▶ [Your goal] Given the entries below, please return each one exactly.

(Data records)
***

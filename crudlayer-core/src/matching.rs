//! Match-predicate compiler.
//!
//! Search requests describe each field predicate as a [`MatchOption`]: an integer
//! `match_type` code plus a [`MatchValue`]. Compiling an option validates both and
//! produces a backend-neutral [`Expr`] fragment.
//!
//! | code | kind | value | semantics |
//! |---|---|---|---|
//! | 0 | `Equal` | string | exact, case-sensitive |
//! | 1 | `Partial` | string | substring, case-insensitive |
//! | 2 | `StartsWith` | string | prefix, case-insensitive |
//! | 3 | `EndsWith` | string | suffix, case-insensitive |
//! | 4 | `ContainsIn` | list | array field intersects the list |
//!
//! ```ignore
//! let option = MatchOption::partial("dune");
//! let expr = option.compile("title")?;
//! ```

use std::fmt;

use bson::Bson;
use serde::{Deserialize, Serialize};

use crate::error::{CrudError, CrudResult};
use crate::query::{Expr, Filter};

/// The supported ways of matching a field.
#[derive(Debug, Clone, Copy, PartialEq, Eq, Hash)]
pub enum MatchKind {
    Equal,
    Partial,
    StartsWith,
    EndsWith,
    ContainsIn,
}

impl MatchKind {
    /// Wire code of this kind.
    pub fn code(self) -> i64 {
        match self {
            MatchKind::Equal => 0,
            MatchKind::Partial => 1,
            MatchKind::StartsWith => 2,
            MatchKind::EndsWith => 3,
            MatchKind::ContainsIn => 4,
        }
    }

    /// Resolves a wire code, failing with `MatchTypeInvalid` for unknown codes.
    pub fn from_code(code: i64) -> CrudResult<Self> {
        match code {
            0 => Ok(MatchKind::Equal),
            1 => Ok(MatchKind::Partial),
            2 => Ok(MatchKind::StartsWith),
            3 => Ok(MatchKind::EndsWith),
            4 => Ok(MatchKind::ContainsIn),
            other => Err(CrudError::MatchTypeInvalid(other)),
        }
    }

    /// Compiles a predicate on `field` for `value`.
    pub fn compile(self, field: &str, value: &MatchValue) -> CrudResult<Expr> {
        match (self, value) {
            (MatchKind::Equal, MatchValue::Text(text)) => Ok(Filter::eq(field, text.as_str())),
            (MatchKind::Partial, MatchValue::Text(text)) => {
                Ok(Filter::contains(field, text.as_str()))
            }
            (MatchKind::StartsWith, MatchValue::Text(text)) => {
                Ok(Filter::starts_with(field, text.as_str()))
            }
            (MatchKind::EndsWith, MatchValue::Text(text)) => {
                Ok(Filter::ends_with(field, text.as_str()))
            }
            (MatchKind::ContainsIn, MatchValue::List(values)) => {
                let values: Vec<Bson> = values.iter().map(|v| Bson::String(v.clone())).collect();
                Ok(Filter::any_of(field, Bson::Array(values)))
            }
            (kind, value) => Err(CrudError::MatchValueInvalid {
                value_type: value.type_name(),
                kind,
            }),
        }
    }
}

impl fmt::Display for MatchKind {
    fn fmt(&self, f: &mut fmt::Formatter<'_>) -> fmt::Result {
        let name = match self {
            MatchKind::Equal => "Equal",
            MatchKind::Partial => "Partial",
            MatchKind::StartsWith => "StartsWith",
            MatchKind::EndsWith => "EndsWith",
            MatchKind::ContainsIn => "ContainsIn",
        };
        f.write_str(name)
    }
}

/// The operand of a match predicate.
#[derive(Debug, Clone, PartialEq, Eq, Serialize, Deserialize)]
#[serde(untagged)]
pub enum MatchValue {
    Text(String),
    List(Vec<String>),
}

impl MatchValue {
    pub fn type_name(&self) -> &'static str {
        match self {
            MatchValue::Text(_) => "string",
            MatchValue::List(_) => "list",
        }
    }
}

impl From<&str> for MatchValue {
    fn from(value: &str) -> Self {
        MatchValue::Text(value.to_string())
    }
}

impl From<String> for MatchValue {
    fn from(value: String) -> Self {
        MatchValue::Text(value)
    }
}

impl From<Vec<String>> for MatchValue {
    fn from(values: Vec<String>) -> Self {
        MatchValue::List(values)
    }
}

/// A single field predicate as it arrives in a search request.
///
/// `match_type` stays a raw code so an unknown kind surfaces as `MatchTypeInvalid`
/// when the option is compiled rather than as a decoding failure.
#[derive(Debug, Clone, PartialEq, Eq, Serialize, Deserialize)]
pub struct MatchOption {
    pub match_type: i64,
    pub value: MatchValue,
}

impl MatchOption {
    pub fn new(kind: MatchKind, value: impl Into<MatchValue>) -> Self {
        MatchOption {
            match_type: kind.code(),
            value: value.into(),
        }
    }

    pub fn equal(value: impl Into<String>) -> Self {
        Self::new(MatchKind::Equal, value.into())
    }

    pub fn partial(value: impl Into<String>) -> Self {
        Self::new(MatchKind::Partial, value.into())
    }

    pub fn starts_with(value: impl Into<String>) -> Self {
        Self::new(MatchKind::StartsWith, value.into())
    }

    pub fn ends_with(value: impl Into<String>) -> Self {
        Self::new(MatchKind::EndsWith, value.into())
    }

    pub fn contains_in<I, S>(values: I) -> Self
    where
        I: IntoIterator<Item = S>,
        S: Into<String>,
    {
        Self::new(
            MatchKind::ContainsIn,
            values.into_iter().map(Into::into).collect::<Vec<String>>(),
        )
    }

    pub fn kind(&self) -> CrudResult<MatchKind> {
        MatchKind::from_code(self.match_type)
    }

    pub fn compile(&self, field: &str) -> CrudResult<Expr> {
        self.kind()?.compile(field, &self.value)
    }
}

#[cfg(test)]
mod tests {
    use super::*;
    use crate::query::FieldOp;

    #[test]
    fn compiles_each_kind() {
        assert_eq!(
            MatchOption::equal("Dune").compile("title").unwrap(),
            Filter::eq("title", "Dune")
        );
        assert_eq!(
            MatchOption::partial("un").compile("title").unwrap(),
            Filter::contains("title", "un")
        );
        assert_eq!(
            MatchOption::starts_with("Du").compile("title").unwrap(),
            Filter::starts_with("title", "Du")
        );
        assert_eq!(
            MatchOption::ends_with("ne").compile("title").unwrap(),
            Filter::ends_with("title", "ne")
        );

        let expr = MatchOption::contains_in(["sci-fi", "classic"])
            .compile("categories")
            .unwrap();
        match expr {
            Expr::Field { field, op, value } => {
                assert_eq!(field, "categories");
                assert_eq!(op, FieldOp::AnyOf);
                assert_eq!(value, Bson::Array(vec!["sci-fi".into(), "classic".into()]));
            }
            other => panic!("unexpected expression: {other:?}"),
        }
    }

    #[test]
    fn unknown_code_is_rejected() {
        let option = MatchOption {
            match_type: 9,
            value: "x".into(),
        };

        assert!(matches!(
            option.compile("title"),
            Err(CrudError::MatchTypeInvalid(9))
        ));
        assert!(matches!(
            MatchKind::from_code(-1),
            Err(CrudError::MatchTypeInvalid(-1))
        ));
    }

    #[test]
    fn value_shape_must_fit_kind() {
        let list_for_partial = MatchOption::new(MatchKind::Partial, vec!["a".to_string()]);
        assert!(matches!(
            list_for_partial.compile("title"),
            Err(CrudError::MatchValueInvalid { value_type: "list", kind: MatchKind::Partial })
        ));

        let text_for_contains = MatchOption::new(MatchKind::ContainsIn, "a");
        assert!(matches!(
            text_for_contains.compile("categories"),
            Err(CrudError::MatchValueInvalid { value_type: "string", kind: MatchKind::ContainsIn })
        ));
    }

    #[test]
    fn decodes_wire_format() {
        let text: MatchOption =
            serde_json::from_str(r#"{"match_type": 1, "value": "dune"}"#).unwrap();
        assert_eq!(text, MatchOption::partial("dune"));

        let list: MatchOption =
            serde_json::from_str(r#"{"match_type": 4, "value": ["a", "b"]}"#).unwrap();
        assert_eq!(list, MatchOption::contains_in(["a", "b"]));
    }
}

***

▶ [Exercise response]
filename crudlayer-core/src/matching.rs
//! Match-predicate compiler.
//!
//! Search requests describe each field predicate as a [`MatchOption`]: an integer
//! `match_type` code plus a [`MatchValue`]. Compiling an option validates both and
//! produces a backend-neutral [`Expr`] fragment.
//!
//! | code | kind | value | semantics |
//! |---|---|---|---|
//! | 0 | `Equal` | string | exact, case-sensitive |
//! | 1 | `Partial` | string | substring, case-insensitive |
//! | 2 | `StartsWith` | string | prefix, case-insensitive |
//! | 3 | `EndsWith` | string | suffix, case-insensitive |
//! | 4 | `ContainsIn` | list | array field intersects the list |
//!
//! ```ignore
//! let option = MatchOption::partial("dune");
//! let expr = option.compile("title")?;
//! ```

use std::fmt;

use bson::Bson;
use serde::{Deserialize, Serialize};

use crate::error::{CrudError, CrudResult};
use crate::query::{Expr, Filter};

/// The supported ways of matching a field.
#[derive(Debug, Clone, Copy, PartialEq, Eq, Hash)]
pub enum MatchKind {
    Equal,
    Partial,
    StartsWith,
    EndsWith,
    ContainsIn,
}

impl MatchKind {
    /// Wire code of this kind.
    pub fn code(self) -> i64 {
        match self {
            MatchKind::Equal => 0,
            MatchKind::Partial => 1,
            MatchKind::StartsWith => 2,
            MatchKind::EndsWith => 3,
            MatchKind::ContainsIn => 4,
        }
    }

    /// Resolves a wire code, failing with `MatchTypeInvalid` for unknown codes.
    pub fn from_code(code: i64) -> CrudResult<Self> {
        match code {
            0 => Ok(MatchKind::Equal),
            1 => Ok(MatchKind::Partial),
            2 => Ok(MatchKind::StartsWith),
            3 => Ok(MatchKind::EndsWith),
            4 => Ok(MatchKind::ContainsIn),
            other => Err(CrudError::MatchTypeInvalid(other)),
        }
    }

    /// Compiles a predicate on `field` for `value`.
    pub fn compile(self, field: &str, value: &MatchValue) -> CrudResult<Expr> {
        match (self, value) {
            (MatchKind::Equal, MatchValue::Text(text)) => Ok(Filter::eq(field, text.as_str())),
            (MatchKind::Partial, MatchValue::Text(text)) => {
                Ok(Filter::contains(field, text.as_str()))
            }
            (MatchKind::StartsWith, MatchValue::Text(text)) => {
                Ok(Filter::starts_with(field, text.as_str()))
            }
            (MatchKind::EndsWith, MatchValue::Text(text)) => {
                Ok(Filter::ends_with(field, text.as_str()))
            }
            (MatchKind::ContainsIn, MatchValue::List(values)) => {
                let values: Vec<Bson> = values.iter().map(|v| Bson::String(v.clone())).collect();
                Ok(Filter::any_of(field, Bson::Array(values)))
            }
            (kind, value) => Err(CrudError::MatchValueInvalid {
                value_type: value.type_name(),
                kind,
            }),
        }
    }
}

impl fmt::Display for MatchKind {
    fn fmt(&self, f: &mut fmt::Formatter<'_>) -> fmt::Result {
        let name = match self {
            MatchKind::Equal => "Equal",
            MatchKind::Partial => "Partial",
            MatchKind::StartsWith => "StartsWith",
            MatchKind::EndsWith => "EndsWith",
            MatchKind::ContainsIn => "ContainsIn",
        };
        f.write_str(name)
    }
}

/// The operand of a match predicate.
#[derive(Debug, Clone, PartialEq, Eq, Serialize, Deserialize)]
#[serde(untagged)]
pub enum MatchValue {
    Text(String),
    List(Vec<String>),
}

impl MatchValue {
    pub fn type_name(&self) -> &'static str {
        match self {
            MatchValue::Text(_) => "string",
            MatchValue::List(_) => "list",
        }
    }
}

impl From<&str> for MatchValue {
    fn from(value: &str) -> Self {
        MatchValue::Text(value.to_string())
    }
}

impl From<String> for MatchValue {
    fn from(value: String) -> Self {
        MatchValue::Text(value)
    }
}

impl From<Vec<String>> for MatchValue {
    fn from(values: Vec<String>) -> Self {
        MatchValue::List(values)
    }
}

/// A single field predicate as it arrives in a search request.
///
/// `match_type` stays a raw code so an unknown kind surfaces as `MatchTypeInvalid`
/// when the option is compiled rather than as a decoding failure.
#[derive(Debug, Clone, PartialEq, Eq, Serialize, Deserialize)]
pub struct MatchOption {
    pub match_type: i64,
    pub value: MatchValue,
}

impl MatchOption {
    pub fn new(kind: MatchKind, value: impl Into<MatchValue>) -> Self {
        MatchOption {
            match_type: kind.code(),
            value: value.into(),
        }
    }

    pub fn equal(value: impl Into<String>) -> Self {
        Self::new(MatchKind::Equal, value.into())
    }

    pub fn partial(value: impl Into<String>) -> Self {
        Self::new(MatchKind::Partial, value.into())
    }

    pub fn starts_with(value: impl Into<String>) -> Self {
        Self::new(MatchKind::StartsWith, value.into())
    }

    pub fn ends_with(value: impl Into<String>) -> Self {
        Self::new(MatchKind::EndsWith, value.into())
    }

    pub fn contains_in<I, S>(values: I) -> Self
    where
        I: IntoIterator<Item = S>,
        S: Into<String>,
    {
        Self::new(
            MatchKind::ContainsIn,
            values.into_iter().map(Into::into).collect::<Vec<String>>(),
        )
    }

    pub fn kind(&self) -> CrudResult<MatchKind> {
        MatchKind::from_code(self.match_type)
    }

    pub fn compile(&self, field: &str) -> CrudResult<Expr> {
        self.kind()?.compile(field, &self.value)
    }
}

#[cfg(test)]
mod tests {
    use super::*;
    use crate::query::FieldOp;

    #[test]
    fn compiles_each_kind() {
        assert_eq!(
            MatchOption::equal("Dune").compile("title").unwrap(),
            Filter::eq("title", "Dune")
        );
        assert_eq!(
            MatchOption::partial("un").compile("title").unwrap(),
            Filter::contains("title", "un")
        );
        assert_eq!(
            MatchOption::starts_with("Du").compile("title").unwrap(),
            Filter::starts_with("title", "Du")
        );
        assert_eq!(
            MatchOption::ends_with("ne").compile("title").unwrap(),
            Filter::ends_with("title", "ne")
        );

        let expr = MatchOption::contains_in(["sci-fi", "classic"])
            .compile("categories")
            .unwrap();
        match expr {
            Expr::Field { field, op, value } => {
                assert_eq!(field, "categories");
                assert_eq!(op, FieldOp::AnyOf);
                assert_eq!(value, Bson::Array(vec!["sci-fi".into(), "classic".into()]));
            }
            other => panic!("unexpected expression: {other:?}"),
        }
    }

    #[test]
    fn unknown_code_is_rejected() {
        let option = MatchOption {
            match_type: 9,
            value: "x".into(),
        };

        assert!(matches!(
            option.compile("title"),
            Err(CrudError::MatchTypeInvalid(9))
        ));
        assert!(matches!(
            MatchKind::from_code(-1),
            Err(CrudError::MatchTypeInvalid(-1))
        ));
    }

    #[test]
    fn value_shape_must_fit_kind() {
        let list_for_partial = MatchOption::new(MatchKind::Partial, vec!["a".to_string()]);
        assert!(matches!(
            list_for_partial.compile("title"),
            Err(CrudError::MatchValueInvalid { value_type: "list", kind: MatchKind::Partial })
        ));

        let text_for_contains = MatchOption::new(MatchKind::ContainsIn, "a");
        assert!(matches!(
            text_for_contains.compile("categories"),
            Err(CrudError::MatchValueInvalid { value_type: "string", kind: MatchKind::ContainsIn })
        ));
    }

    #[test]
    fn decodes_wire_format() {
        let text: MatchOption =
            serde_json::from_str(r#"{"match_type": 1, "value": "dune"}"#).unwrap();
        assert_eq!(text, MatchOption::partial("dune"));

        let list: MatchOption =
            serde_json::from_str(r#"{"match_type": 4, "value": ["a", "b"]}"#).unwrap();
        assert_eq!(list, MatchOption::contains_in(["a", "b"]));
    }
}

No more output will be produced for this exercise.